Business Standard

Rupee appreciati­on begins to pinch textile exporters as orders dry up

- T E NARASIMHAN & VINAY UMARJI

Orders are drying up for textile exporters because of rupee appreciati­on relative to the dollar and the weakening of competing currencies such as the euro and the Chinese renminbi.

This comes at a time when the Indian textile sector, the country’s second-largest employment generator, is facing pressure because of the introducti­on of the goods and services tax (GST) and increased global competitio­n.

With their global peers becoming competitiv­e owing to their depreciate­d currencies, Indian textile and apparel exports are becoming costlier, leading to a gradual shift in orders to other parts of the world.

"We have begun quoting three to five per cent higher prices after the rupee appreciate­d. This is turning away overseas buyers," said Premal Udani, chairman and managing director, Kaytee Corporatio­n, and former chairman, Apparel Exporters Promotion Council (AEPC).
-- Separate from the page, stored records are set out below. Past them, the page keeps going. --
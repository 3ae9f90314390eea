//! gitlab-mcp binary

use clap::Parser;
use gitlab_mcp::cli::{Cli, Command};
use gitlab_mcp::config::{LogFormat, LoggingConfig, load_config};
use std::process::ExitCode;
use tracing::error;
use tracing_subscriber::{EnvFilter, fmt, prelude::*};

fn init_logging(logging: &LoggingConfig) {
    let filter =
        EnvFilter::try_from_default_env().unwrap_or_else(|_| EnvFilter::new(&logging.level));

    // stdout belongs to the stdio transport
    let registry = tracing_subscriber::registry().with(filter);
    match logging.format {
        LogFormat::Json => registry
            .with(fmt::layer().json().with_writer(std::io::stderr))
            .init(),
        LogFormat::Pretty => registry
            .with(fmt::layer().with_writer(std::io::stderr))
            .init(),
    }
}

#[tokio::main]
async fn main() -> ExitCode {
    let cli = Cli::parse();
    let _ = dotenvy::dotenv();

    let mut config = match load_config(cli.config.as_deref()) {
        Ok(config) => config,
        Err(e) => {
            eprintln!("error: {}", e);
            return ExitCode::FAILURE;
        }
    };
    cli.apply_overrides(&mut config);
    init_logging(&config.logging);

    match cli.command() {
        Command::Serve(_) => match gitlab_mcp::cli::ServeArgs::run(config).await {
            Ok(()) => ExitCode::SUCCESS,
            Err(e) => {
                error!(error = %e, "Server exited with an error");
                ExitCode::FAILURE
            }
        },
        Command::ListTools(args) => {
            let mut stdout = std::io::stdout().lock();
            match args.run(&config, &mut stdout) {
                Ok(()) => ExitCode::SUCCESS,
                Err(e) => {
                    eprintln!("error: {}", e);
                    ExitCode::FAILURE
                }
            }
        }
    }
}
In the past one year, the rupee has risen to 64.15 against the dollar from 66.8 levels last August. The rupee has risen almost six per cent (4.15 per cent year- on-year) this year against the dollar. This is in contrast to six consecutiv­e years of depreciati­on.

The textile and clothing (T&C) industry exports goods worth around $50 billion, and gets most of the payment in dollars.

Worst-hit among these would be the apparel industry, which has hardly seen growth in its $17-billion exports. The rise in the rupee against the greenback comes at a time when export margins in apparel are two to four per cent in dollar terms.

T Thirukumar­an, managing director, Estee Exports, said that in the past two months his company had started feeling the pressure due to rupee appreciati­on.

With increased competitiv­eness due to weakened currencies, competing nations like Bangladesh and China have cut rates further, thereby attracting more buyers. Estee Exports has seen its overseas buyers seeking better rates from the company.

Industry sources say that goods from Bangladesh, Sri Lanka, and a few other countries are at least 10 per cent cheaper than in India.

While exporters have resorted to hedging against currency volatility, textile and apparel companies say the impact would be higher if the rupee sustains at the current levels. "So far there has not been much impact on us due to hedging. If the currency continues to remain at these levels, there could be impact in the medium term," said Jayesh Shah, director, Arvind Ltd.

Thirukumar­an says most players are unable to hedge beyond a period. "One can hedge for three to six months, for which premium is not so high. You cannot hedge for a year because we cannot predict orders for a year," he said.

Thirukumar­an's views find support in the knitwear hub of Tirupur, a tiny town in the southern part of Tamil Nadu and a textile-sourcing hub for multinatio­nal majors starting from Walmart to Ralph Lauren, Diesel to Tommy Hilfiger, and H&M to Marks & Spencer for decades.

The town has strong trade links with the US and European markets for long. Tirupur exports textiles worth more than ~25,000 crore annu- ally, nearly 55 per cent of which is in dollars. The average export rate per garment tends to be $2.5-3.

While some companies have hiked their prices by three to four per cent, A Sakthivel, chairman of Poppys Group and regional chairman of the Federation of Indian Export Organisati­on (FIEO), stated that the hike needed to be around seven per cent to compensate for the losses from currency fluctuatio­n.

The other setback in hedging for textile and apparel exporters, said Sakthivel, is that at 30 per cent, forward contracts form a smaller share, while revised rates and spot negotiatio­ns account for the balance 70 per cent in equal measure.

Rupee appreciati­on comes at a time when there are concerns about availing of incentives and drawbacks after September 30 under the new GST regime.

Exporters are still seeking clarity on duty drawbacks, which could help them pass on benefits by one to two per cent to overseas buyers.

Further, pressure could rise for Indian exporters once Vietnam's FTA (free trade agreement) with the European Union (EU) comes into force in January next year. For this, Vietnamese exporters are likely to begin taking orders from October. Similarly, Sri Lanka has also bagged concession from the EU whereby it need not attract customs duty.